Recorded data

= Beginning of Section =

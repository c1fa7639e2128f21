//! Typed endpoint surface of the Localskills API.
//!
//! Each submodule adds one group of methods to [`LocalskillsClient`]. They are
//! thin: build the path (identifiers percent-encoded, query appended), pick a
//! method, and hand off to `fetch`, `fetch_list` or `execute`. Retry,
//! authentication and error classification all happen in the client.
//!
//! [`LocalskillsClient`]: crate::LocalskillsClient

mod oidc;
mod skills;
mod sso;
mod tenants;
mod tokens;
mod user;
mod versions;
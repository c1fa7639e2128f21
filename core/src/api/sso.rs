//! SAML SSO connection of a tenant. The connection always exists; "creating"
//! or "deleting" it is an update of its fields.

use tokio_util::sync::CancellationToken;

use crate::client::{LocalskillsClient, NO_BODY};
use crate::error::ApiError;
use crate::http::HttpMethod;
use crate::query::segment;
use crate::types::{SsoConnection, UpdateSsoRequest};

impl LocalskillsClient {
    pub async fn get_sso_connection(
        &self,
        cancel: &CancellationToken,
        tenant_id: &str,
    ) -> Result<SsoConnection, ApiError> {
        let path = format!("/api/tenants/{}/sso", segment(tenant_id));
        self.fetch(cancel, HttpMethod::Get, &path, NO_BODY).await
    }

    pub async fn update_sso_connection(
        &self,
        cancel: &CancellationToken,
        tenant_id: &str,
        request: &UpdateSsoRequest,
    ) -> Result<SsoConnection, ApiError> {
        let path = format!("/api/tenants/{}/sso", segment(tenant_id));
        self.fetch(cancel, HttpMethod::Patch, &path, Some(request)).await
    }
}
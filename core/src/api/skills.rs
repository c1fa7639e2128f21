use tokio_util::sync::CancellationToken;

use crate::client::{LocalskillsClient, NO_BODY};
use crate::error::ApiError;
use crate::http::HttpMethod;
use crate::query::{segment, Query};
use crate::types::{CreateSkillRequest, Skill, SkillWithVersion, UpdateSkillRequest};

impl LocalskillsClient {
    pub async fn create_skill(
        &self,
        cancel: &CancellationToken,
        request: &CreateSkillRequest,
    ) -> Result<Skill, ApiError> {
        self.fetch(cancel, HttpMethod::Post, "/api/skills", Some(request))
            .await
    }

    pub async fn get_skill(
        &self,
        cancel: &CancellationToken,
        skill_id: &str,
    ) -> Result<SkillWithVersion, ApiError> {
        let path = format!("/api/skills/{}", segment(skill_id));
        self.fetch(cancel, HttpMethod::Get, &path, NO_BODY).await
    }

    pub async fn update_skill(
        &self,
        cancel: &CancellationToken,
        skill_id: &str,
        request: &UpdateSkillRequest,
    ) -> Result<Skill, ApiError> {
        let path = format!("/api/skills/{}", segment(skill_id));
        self.fetch(cancel, HttpMethod::Put, &path, Some(request)).await
    }

    /// The backend answers `204 No Content`; only the status is checked.
    pub async fn delete_skill(
        &self,
        cancel: &CancellationToken,
        skill_id: &str,
    ) -> Result<(), ApiError> {
        let path = format!("/api/skills/{}", segment(skill_id));
        self.expect_success(cancel, HttpMethod::Delete, &path, NO_BODY)
            .await
    }

    /// Skills visible to the caller, filtered by `query` (for example
    /// `tenantId`, `visibility`, `search`).
    pub async fn list_skills(
        &self,
        cancel: &CancellationToken,
        query: &Query,
    ) -> Result<Vec<Skill>, ApiError> {
        let path = query.append_to("/api/skills");
        self.fetch_list(cancel, HttpMethod::Get, &path, NO_BODY).await
    }
}
//! Subscriber setup for binaries and tests embedding the client.
//!
//! The client itself only emits `tracing` events (request attempts at
//! `debug`, exhausted retries at `warn`). Hosts that speak a protocol on
//! stdout, such as a Terraform provider, must keep logs on stderr, so every
//! helper here writes there.
//!
//! Filtering follows `RUST_LOG`, e.g. `RUST_LOG=localskills_core=debug` to see
//! each retry.

use tracing_subscriber::{fmt, prelude::*, EnvFilter};

/// Installs the global subscriber at `info` unless `RUST_LOG` says otherwise.
///
/// # Panics
///
/// Panics if a global subscriber has already been set.
pub fn init_logging() {
    init_logging_with_default("info");
}

/// Like [`init_logging`] with a different fallback level.
pub fn init_logging_with_default(default_level: &str) {
    tracing_subscriber::registry()
        .with(env_filter(default_level))
        .with(stderr_layer())
        .init();
}

/// Returns `false` instead of panicking when a subscriber is already set.
pub fn try_init_logging() -> bool {
    tracing_subscriber::registry()
        .with(env_filter("info"))
        .with(stderr_layer())
        .try_init()
        .is_ok()
}

fn env_filter(default_level: &str) -> EnvFilter {
    EnvFilter::try_from_default_env().unwrap_or_else(|_| EnvFilter::new(default_level))
}

fn stderr_layer<S>() -> impl tracing_subscriber::Layer<S>
where
    S: tracing::Subscriber + for<'a> tracing_subscriber::registry::LookupSpan<'a>,
{
    fmt::layer()
        .with_writer(std::io::stderr)
        .with_target(true)
        .with_thread_ids(false)
        .with_file(false)
        .with_line_number(false)
}
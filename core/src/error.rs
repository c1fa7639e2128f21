//! Error types for the Localskills API client.
//!
//! # Design
//! `Api` is the only variant the resource layer inspects: it carries the real
//! HTTP status and the server's best-effort message, and the two predicates
//! [`ApiError::is_not_found`] and [`ApiError::is_unauthorized`] look only at
//! it. Everything else (transport, exhausted retries, decode, cancellation)
//! is a hard failure for the caller.

use thiserror::Error;

use crate::config::ConfigError;

/// Cause of the last failed attempt inside a retry sequence.
#[derive(Debug, Error)]
pub enum AttemptFailure {
    /// The request never produced a response (connect, DNS, timeout).
    #[error(transparent)]
    Transport(#[from] reqwest::Error),

    /// The server answered with 429 or a 5xx status.
    #[error("retryable status code: {0}")]
    Status(u16),
}

/// Errors returned by `LocalskillsClient`.
#[derive(Debug, Error)]
pub enum ApiError {
    /// The API answered with a failure, either through an HTTP status >= 400
    /// or through `success: false` in the envelope.
    #[error("API error (status {status}): {message}")]
    Api { status: u16, message: String },

    /// The request could not be built or sent.
    #[error("sending request: {0}")]
    Transport(#[from] reqwest::Error),

    /// Every attempt in the retry budget failed.
    #[error("request failed after {retries} retries: {source}")]
    RetriesExhausted {
        retries: u32,
        last_status: Option<u16>,
        #[source]
        source: AttemptFailure,
    },

    /// A response with a success status did not match the envelope contract.
    #[error("decoding response: {0}")]
    Decode(#[source] serde_json::Error),

    /// The request body could not be serialized to JSON.
    #[error("marshaling request body: {0}")]
    Serialize(#[source] serde_json::Error),

    /// The envelope reported success but carried no `data`.
    #[error("response envelope has no data")]
    MissingData,

    /// The caller's cancellation token fired.
    #[error("request cancelled")]
    Cancelled,

    #[error(transparent)]
    Config(#[from] ConfigError),
}

impl ApiError {
    /// True iff this is a typed API error with status 404.
    pub fn is_not_found(&self) -> bool {
        self.status() == Some(404)
    }

    /// True iff this is a typed API error with status 401 or 403.
    pub fn is_unauthorized(&self) -> bool {
        matches!(self.status(), Some(401 | 403))
    }

    pub fn is_cancelled(&self) -> bool {
        matches!(self, ApiError::Cancelled)
    }

    /// Status of a typed API error. Exhausted retries report `None` here even
    /// when the last attempt had a status; see `RetriesExhausted::last_status`.
    pub fn status(&self) -> Option<u16> {
        match self {
            ApiError::Api { status, .. } => Some(*status),
            _ => None,
        }
    }

    /// Server message of a typed API error.
    pub fn message(&self) -> Option<&str> {
        match self {
            ApiError::Api { message, .. } => Some(message),
            _ => None,
        }
    }
}

pub fn is_not_found(err: &ApiError) -> bool {
    err.is_not_found()
}

pub fn is_unauthorized(err: &ApiError) -> bool {
    err.is_unauthorized()
}

/// Recovery rule of the resource layer: a read or delete that hits 404 means
/// the remote object is already gone.
pub trait NotFoundExt<T> {
    /// Maps a not-found error to `Ok(None)` and passes every other result
    /// through.
    fn or_gone(self) -> Result<Option<T>, ApiError>;
}

impl<T> NotFoundExt<T> for Result<T, ApiError> {
    fn or_gone(self) -> Result<Option<T>, ApiError> {
        match self {
            Ok(value) => Ok(Some(value)),
            Err(err) if err.is_not_found() => Ok(None),
            Err(err) => Err(err),
        }
    }
}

= End of Section =

All the lines that hold the word "Panics" must appear in the answer, copied from the records.

/// # Panics
/// Panics if a global subscriber has already been set.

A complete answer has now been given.